> _AVAILABLE DATA_
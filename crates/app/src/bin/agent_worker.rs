use std::io::{self, BufRead, Write};
use std::sync::Arc;
use std::thread;

use graphpod::bridge::HttpBackend;
use graphpod::config::WorkerConfig;
use graphpod::protocol::OutboundMessage;
use graphpod::worker;
use tokio::sync::mpsc;

fn main() -> Result<(), Box<dyn std::error::Error>> {
    dotenvy::dotenv().ok();
    let config = WorkerConfig::from_env();
    let runtime = tokio::runtime::Builder::new_multi_thread()
        .enable_io()
        .enable_time()
        .build()?;
    let _guard = runtime.enter();

    let backend = Arc::new(HttpBackend::new(&config.backend_url)?);
    let (handle, outbound) = worker::spawn(config, backend)?;
    let pump = thread::Builder::new()
        .name("outbound-pump".to_owned())
        .spawn(move || pump_outbound(outbound))?;

    // One request per line: a JSON-encoded string, or raw text as a
    // convenience when the line is not valid JSON.
    let stdin = io::stdin();
    for line in stdin.lock().lines() {
        let line = line?;
        if line.trim().is_empty() {
            continue;
        }
        let message = serde_json::from_str::<String>(&line).unwrap_or(line);
        if handle.send(message).is_err() {
            break;
        }
    }

    // Closing the inbound side lets the worker thread finish, which in turn
    // closes the outbound channel and ends the pump.
    drop(handle);
    let _ = pump.join();
    Ok(())
}

fn pump_outbound(mut outbound: mpsc::UnboundedReceiver<OutboundMessage>) {
    let mut stdout = io::stdout();
    while let Some(message) = outbound.blocking_recv() {
        let Ok(payload) = serde_json::to_string(&message) else {
            continue;
        };
        if stdout.write_all(payload.as_bytes()).is_err()
            || stdout.write_all(b"\n").is_err()
            || stdout.flush().is_err()
        {
            break;
        }
    }
}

> _EXERCISE DIRECTIONS_
Reproduce the complete data exactly as presented above.

> _OUTPUT FOR THIS EXERCISE_
filename crates/app/src/bin/agent_worker.rs
use std::io::{self, BufRead, Write};
use std::sync::Arc;
use std::thread;

use graphpod::bridge::HttpBackend;
use graphpod::config::WorkerConfig;
use graphpod::protocol::OutboundMessage;
use graphpod::worker;
use tokio::sync::mpsc;

fn main() -> Result<(), Box<dyn std::error::Error>> {
    dotenvy::dotenv().ok();
    let config = WorkerConfig::from_env();
    let runtime = tokio::runtime::Builder::new_multi_thread()
        .enable_io()
        .enable_time()
        .build()?;
    let _guard = runtime.enter();

    let backend = Arc::new(HttpBackend::new(&config.backend_url)?);
    let (handle, outbound) = worker::spawn(config, backend)?;
    let pump = thread::Builder::new()
        .name("outbound-pump".to_owned())
        .spawn(move || pump_outbound(outbound))?;

    // One request per line: a JSON-encoded string, or raw text as a
    // convenience when the line is not valid JSON.
    let stdin = io::stdin();
    for line in stdin.lock().lines() {
        let line = line?;
        if line.trim().is_empty() {
            continue;
        }
        let message = serde_json::from_str::<String>(&line).unwrap_or(line);
        if handle.send(message).is_err() {
            break;
        }
    }

    // Closing the inbound side lets the worker thread finish, which in turn
    // closes the outbound channel and ends the pump.
    drop(handle);
    let _ = pump.join();
    Ok(())
}

fn pump_outbound(mut outbound: mpsc::UnboundedReceiver<OutboundMessage>) {
    let mut stdout = io::stdout();
    while let Some(message) = outbound.blocking_recv() {
        let Ok(payload) = serde_json::to_string(&message) else {
            continue;
        };
        if stdout.write_all(payload.as_bytes()).is_err()
            || stdout.write_all(b"\n").is_err()
            || stdout.flush().is_err()
        {
            break;
        }
    }
}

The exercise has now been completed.